LCCC 0215: Induction Chemotherapy Using Paclitaxel, Carboplatin, CPT-11 With Pegfilgrastim Support Followed by Conformal Radiotherapy and Paclitaxel/Carboplatin/ZD1839 in Locally Advanced Unresectable Stage IIIA/B Non-Small Cell Carcinoma of the Lung

Lung cancer remains the leading cause of cancer-related mortality in the United States. In
2002, approximately 170,000 new cases of lung cancer will be diagnosed, and approximately
160,000 deaths will occur. Eighty percent of cases of lung cancer are of the non-small cell
type, and 30 to 35% will be Stage IIIA/B and are considered potentially curable. The
standard of care in the United States for those patients with unresectable Stage IIIA/B and
a good performance status (PS) is a combination of systemic chemotherapy and thoracic
radiation therapy (TRT). What is not clear in the management of these patients is the
optimal strategy to employ in the combined-modality approach, as well as the optimal
chemotherapy and radiation therapy dose and schedule.
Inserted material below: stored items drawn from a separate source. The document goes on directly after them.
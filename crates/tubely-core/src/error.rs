//! Error types module
//!
//! All failures surfaced to callers are unified under [`AppError`]. Each variant
//! describes its own HTTP presentation through [`ErrorMetadata`], so the API layer
//! only has to render whatever it is handed.
//!
//! The `Database` variant wraps `sqlx::Error` when the `sqlx` feature is enabled
//! and a plain message otherwise.

use std::io;

#[cfg(feature = "sqlx")]
use sqlx::Error as SqlxError;

/// Log level for error reporting
#[derive(Debug, Clone, Copy, PartialEq, Eq)]
pub enum LogLevel {
    /// Expected errors such as validation failures
    Debug,
    /// Caller-visible failures worth an operator's attention
    Warn,
    /// Unexpected failures
    Error,
}

/// Metadata for error responses - defines how an error should be presented
pub trait ErrorMetadata {
    /// HTTP status code to return
    fn http_status_code(&self) -> u16;

    /// Machine-readable error code (e.g., "STORAGE_FAILURE")
    fn error_code(&self) -> &'static str;

    /// Whether retrying the whole request may succeed
    fn is_recoverable(&self) -> bool;

    /// Suggested action for the client
    fn suggested_action(&self) -> Option<&'static str>;

    /// Client-facing message (may differ from internal error message)
    fn client_message(&self) -> String;

    /// Whether details should be hidden from clients
    fn is_sensitive(&self) -> bool;

    /// Log level for this error
    fn log_level(&self) -> LogLevel;
}

#[derive(Debug, thiserror::Error)]
pub enum AppError {
    #[error("Invalid identifier: {0}")]
    InvalidIdentifier(String),

    #[error("Unauthenticated: {0}")]
    Unauthenticated(String),

    #[error("Unauthorized: {0}")]
    Unauthorized(String),

    #[error("Not found: {0}")]
    NotFound(String),

    #[error("Bad request: {0}")]
    BadRequest(String),

    #[error("Payload too large: {0}")]
    PayloadTooLarge(String),

    #[error("Unsupported media type: {0}")]
    UnsupportedMediaType(String),

    #[error("Content invalid: {0}")]
    ContentInvalid(String),

    #[error("{tool} failed: {message}")]
    ExternalToolFailure { tool: String, message: String },

    #[error("Storage failure: {0}")]
    StorageFailure(String),

    #[cfg(feature = "sqlx")]
    #[error("Database error: {0}")]
    Database(#[source] SqlxError),

    #[cfg(not(feature = "sqlx"))]
    #[error("Database error: {0}")]
    Database(String),

    #[error("Internal error: {0}")]
    Internal(String),

    #[error("Internal error with source")]
    InternalWithSource {
        message: String,
        #[source]
        source: anyhow::Error,
    },
}

#[cfg(feature = "sqlx")]
impl From<SqlxError> for AppError {
    fn from(err: SqlxError) -> Self {
        AppError::Database(err)
    }
}

impl From<anyhow::Error> for AppError {
    fn from(err: anyhow::Error) -> Self {
        AppError::InternalWithSource {
            message: err.to_string(),
            source: err,
        }
    }
}

impl From<io::Error> for AppError {
    fn from(err: io::Error) -> Self {
        AppError::Internal(format!("IO error: {}", err))
    }
}

impl From<uuid::Error> for AppError {
    fn from(err: uuid::Error) -> Self {
        AppError::InvalidIdentifier(format!("UUID parsing error: {}", err))
    }
}

/// Static metadata for each variant: (http_status, error_code, recoverable, suggested_action, sensitive, log_level).
fn app_error_static_metadata(
    err: &AppError,
) -> (
    u16,
    &'static str,
    bool,
    Option<&'static str>,
    bool,
    LogLevel,
) {
    match err {
        AppError::InvalidIdentifier(_) => (
            400,
            "INVALID_IDENTIFIER",
            false,
            Some("Use a valid video UUID in the request path"),
            false,
            LogLevel::Debug,
        ),
        AppError::Unauthenticated(_) => (
            401,
            "UNAUTHENTICATED",
            false,
            Some("Send a valid bearer token"),
            false,
            LogLevel::Debug,
        ),
        AppError::Unauthorized(_) => (
            403,
            "UNAUTHORIZED",
            false,
            Some("Only the owner of a video can change it"),
            false,
            LogLevel::Warn,
        ),
        AppError::NotFound(_) => (
            404,
            "NOT_FOUND",
            false,
            Some("Verify the resource ID exists"),
            false,
            LogLevel::Debug,
        ),
        AppError::BadRequest(_) => (
            400,
            "BAD_REQUEST",
            false,
            Some("Check request format and parameters"),
            false,
            LogLevel::Debug,
        ),
        AppError::PayloadTooLarge(_) => (
            413,
            "PAYLOAD_TOO_LARGE",
            false,
            Some("Reduce file size and upload again"),
            false,
            LogLevel::Debug,
        ),
        AppError::UnsupportedMediaType(_) => (
            415,
            "UNSUPPORTED_MEDIA_TYPE",
            false,
            Some("Upload a file with an allowed content type"),
            false,
            LogLevel::Debug,
        ),
        AppError::ContentInvalid(_) => (
            422,
            "CONTENT_INVALID",
            false,
            Some("Check that the file contains a readable video stream"),
            false,
            LogLevel::Warn,
        ),
        AppError::ExternalToolFailure { .. } => (
            500,
            "EXTERNAL_TOOL_FAILURE",
            true,
            Some("Retry the upload; contact support if this persists"),
            true,
            LogLevel::Error,
        ),
        AppError::StorageFailure(_) => (
            500,
            "STORAGE_FAILURE",
            true,
            Some("Retry the upload after a short delay"),
            true,
            LogLevel::Error,
        ),
        AppError::Database(_) => (
            500,
            "DATABASE_ERROR",
            true,
            Some("Retry after a short delay"),
            true,
            LogLevel::Error,
        ),
        AppError::Internal(_) | AppError::InternalWithSource { .. } => (
            500,
            "INTERNAL_ERROR",
            true,
            Some("Retry after a short delay"),
            true,
            LogLevel::Error,
        ),
    }
}

impl AppError {
    /// Get the error type name for detailed error responses
    pub fn error_type(&self) -> &str {
        match self {
            AppError::InvalidIdentifier(_) => "InvalidIdentifier",
            AppError::Unauthenticated(_) => "Unauthenticated",
            AppError::Unauthorized(_) => "Unauthorized",
            AppError::NotFound(_) => "NotFound",
            AppError::BadRequest(_) => "BadRequest",
            AppError::PayloadTooLarge(_) => "PayloadTooLarge",
            AppError::UnsupportedMediaType(_) => "UnsupportedMediaType",
            AppError::ContentInvalid(_) => "ContentInvalid",
            AppError::ExternalToolFailure { .. } => "ExternalToolFailure",
            AppError::StorageFailure(_) => "StorageFailure",
            AppError::Database(_) => "Database",
            AppError::Internal(_) => "Internal",
            AppError::InternalWithSource { .. } => "Internal",
        }
    }

    /// Get detailed error information including error chain
    pub fn detailed_message(&self) -> String {
        use std::error::Error;

        let mut details = self.to_string();

        let mut source = self.source();
        let mut depth = 0;
        while let Some(err) = source {
            depth += 1;
            if depth > 5 {
                details.push_str("\n  ... (truncated)");
                break;
            }
            details.push_str(&format!("\n  Caused by: {}", err));
            source = err.source();
        }

        details
    }
}

impl ErrorMetadata for AppError {
    fn http_status_code(&self) -> u16 {
        app_error_static_metadata(self).0
    }

    fn error_code(&self) -> &'static str {
        app_error_static_metadata(self).1
    }

    fn is_recoverable(&self) -> bool {
        app_error_static_metadata(self).2
    }

    fn suggested_action(&self) -> Option<&'static str> {
        app_error_static_metadata(self).3
    }

    fn is_sensitive(&self) -> bool {
        app_error_static_metadata(self).4
    }

    fn log_level(&self) -> LogLevel {
        app_error_static_metadata(self).5
    }

    fn client_message(&self) -> String {
        match self {
            AppError::InvalidIdentifier(ref msg) => msg.clone(),
            AppError::Unauthenticated(ref msg) => msg.clone(),
            AppError::Unauthorized(ref msg) => msg.clone(),
            AppError::NotFound(ref msg) => msg.clone(),
            AppError::BadRequest(ref msg) => msg.clone(),
            AppError::PayloadTooLarge(ref msg) => msg.clone(),
            AppError::UnsupportedMediaType(ref msg) => msg.clone(),
            AppError::ContentInvalid(ref msg) => msg.clone(),
            AppError::ExternalToolFailure { tool, .. } => {
                format!("Failed to process video ({})", tool)
            }
            AppError::StorageFailure(_) => "Failed to access storage".to_string(),
            AppError::Database(_) => "Failed to access database".to_string(),
            AppError::Internal(_) => "Internal server error".to_string(),
            AppError::InternalWithSource { .. } => "Internal server error".to_string(),
        }
    }
}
Induction and Concurrent Chemoradiation Therapy for Stage IIIA/B NSCLC The use of combined
modality has become the standard of care in unresectable Stage IIIA/B non-small cell lung
cancer (NSCLC). In the curative approach to this disease, both local control and eradication
of occult micrometastatic disease must be achieved. Combined-modality trials employing
induction chemotherapy have suggested a reduction in the rate of metastatic disease,
suggesting that effectively delivered chemotherapy can eradicate occult micrometastatic
disease. All of the trials cited have shown improved survival for the combined-modality arm.
Combined-modality trials employing concurrent chemoradiation have suggested improved
loco-regional control resulting in improved survival. These data suggest that both induction
and concurrent treatment may be important and may exert their benefit in different manners:
induction therapy with effective chemotherapy reduces the rate of overt metastatic disease,
while concurrent treatment improves local control by enhancing the local effect of TRT. Four
trials to date have been published addressing sequential versus concurrent therapy. In these
trials, concurrent treatment yielded improved survival over the sequential approach. The
value of either induction or consolidation therapy in addition to concurrent chemotherapy is
currently being addressed in randomized Phase III trials.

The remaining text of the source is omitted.